There is also this thing called the Query Cache – protected by a single global mutex. It made sense in 2001 for a single benchmark. It is a simple hash of the SQL statement coming over the wire to the exact result to send(2) over the socket back to a client. On a single CPU system where you ask the exact same query again and again without modifying the data it’s the best thing ever. If this is your production setup, you probably want to think about where you went wrong in your life. On modern systems, enabling the query cache can drop server performance by an order of magnitude. A single global lock is a really bad idea. The query cache should be killed with fire – but at least in the mean time, it can be disabled.

Normally, you just have the SQL progress through the whole process of parse, optimize, execute, results but the MySQL Server also supports prepared statements. A prepared statement is simply this: “Hi server, please prepare this statement for execution leaving the following values blank: X, Y and Z” followed by “now execute that query with X=foo, Y=bar and Z=42”. You can call execute many times with different values. Due to the previously mentioned not-quite-well-separated parse, optimize, execute steps, prepared statements in MySQL aren’t as awesome as in other relational databases. You basically end up saving parsing the query again when you execute it with new parameters. More on prepared statements (from 2006) here. Unless you’re executing the same query many times in a single connection, server side prepared statements aren’t worth the network round trips.

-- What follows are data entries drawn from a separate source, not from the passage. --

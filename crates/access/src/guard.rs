//! Request-path enforcement.
//!
//! Guards wrap the resolver at the request boundary (before any business
//! handler runs) and convert its outcome into accept/reject. They also emit
//! the structured log line for both grant and denial: advisory output for
//! operators, never part of the decision itself.

use selldesk_core::OperationId;

use crate::error::AccessError;
use crate::identity::Identity;
use crate::permissions::{Action, Module};
use crate::resolver::PermissionResolver;
use crate::store::AccessStore;

/// Enforcement wrapper for module/action checks.
#[derive(Debug)]
pub struct AccessGuard<S> {
    resolver: PermissionResolver<S>,
}

impl<S: AccessStore> AccessGuard<S> {
    pub fn new(store: S) -> Self {
        Self {
            resolver: PermissionResolver::new(store),
        }
    }

    pub fn resolver(&self) -> &PermissionResolver<S> {
        &self.resolver
    }

    /// Accept or reject `action` on `module` for the caller.
    ///
    /// Platform admins are allowed without operation context. Everyone else
    /// needs an operation id; a store fault is converted to
    /// `StoreUnavailable` (denial, surfaced as an internal fault).
    pub fn enforce(
        &self,
        identity: &Identity,
        operation_id: Option<OperationId>,
        module: Module,
        action: Action,
    ) -> Result<(), AccessError> {
        if identity.platform_role.bypasses_operation_checks() {
            tracing::debug!(
                user_id = %identity.user_id,
                platform_role = %identity.platform_role,
                %module,
                %action,
                "access granted: platform role"
            );
            return Ok(());
        }

        let Some(operation_id) = operation_id else {
            tracing::warn!(
                user_id = %identity.user_id,
                %module,
                %action,
                "access rejected: missing operation context"
            );
            return Err(AccessError::MissingOperationContext);
        };

        let allowed = self
            .resolver
            .resolve(identity, operation_id, module, action)
            .map_err(|source| {
                tracing::error!(
                    user_id = %identity.user_id,
                    %operation_id,
                    %module,
                    %action,
                    error = %source,
                    "grant store fault during enforcement; failing closed"
                );
                AccessError::StoreUnavailable(source)
            })?;

        if allowed {
            tracing::debug!(
                user_id = %identity.user_id,
                %operation_id,
                %module,
                %action,
                "access granted"
            );
            Ok(())
        } else {
            tracing::warn!(
                user_id = %identity.user_id,
                %operation_id,
                %module,
                %action,
                "access denied"
            );
            Err(AccessError::AccessDenied { module, action })
        }
    }
}

/// Role-only gate for team administration (inviting/removing members,
/// changing roles).
///
/// Deliberately ignores granular `permissions` overrides: team administration
/// is a role-level privilege, not a toggle. Granting it piecemeal would let a
/// non-admin escalate other members' access.
#[derive(Debug)]
pub struct TeamManagementGuard<S> {
    store: S,
}

impl<S: AccessStore> TeamManagementGuard<S> {
    pub fn new(store: S) -> Self {
        Self { store }
    }

    pub fn enforce(
        &self,
        identity: &Identity,
        operation_id: OperationId,
    ) -> Result<(), AccessError> {
        if identity.platform_role.bypasses_operation_checks() {
            tracing::debug!(
                user_id = %identity.user_id,
                platform_role = %identity.platform_role,
                %operation_id,
                "team management granted: platform role"
            );
            return Ok(());
        }

        let grant = self
            .store
            .grant_for(identity.user_id, operation_id)
            .map_err(|source| {
                tracing::error!(
                    user_id = %identity.user_id,
                    %operation_id,
                    error = %source,
                    "grant store fault during team-management check; failing closed"
                );
                AccessError::StoreUnavailable(source)
            })?;

        match grant {
            Some(grant) if grant.role.is_operation_admin() => {
                tracing::debug!(
                    user_id = %identity.user_id,
                    %operation_id,
                    role = %grant.role,
                    "team management granted"
                );
                Ok(())
            }
            _ => {
                tracing::warn!(
                    user_id = %identity.user_id,
                    %operation_id,
                    "team management denied"
                );
                Err(AccessError::AccessDenied {
                    module: Module::Team,
                    action: Action::Manage,
                })
            }
        }
    }
}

The absolute worst thing in the entire world is MySQL server side prepared statements. It moves server memory allocation to be the responsibility of the clients. This is just brain dead stupid and a reason enough to disable prepared statements. In fact, just about every MySQL client library for every programming language ever actually fakes prepared statements in the client rather than trust every $language programmer to remember to close their prepared statements. Open many client connections to a MySQL Server and prepare a lot of statements and watch the OOM killer help you with your DoS attack.

So now that we’ve connected to the server, parsed the query (or done a prepared statement), we’re into the optimizer. The optimizer looks at a data structure describing the query and works out how to execute it. Remember: SQL is declarative, not procedural. The optimizer will access various table and index statistics in order to work out an execution plan. It may not be the best execution plan, but it’s one that can be found within reasonable time. You can find out the query plan for a SELECT statement by prepending it with EXPLAIN.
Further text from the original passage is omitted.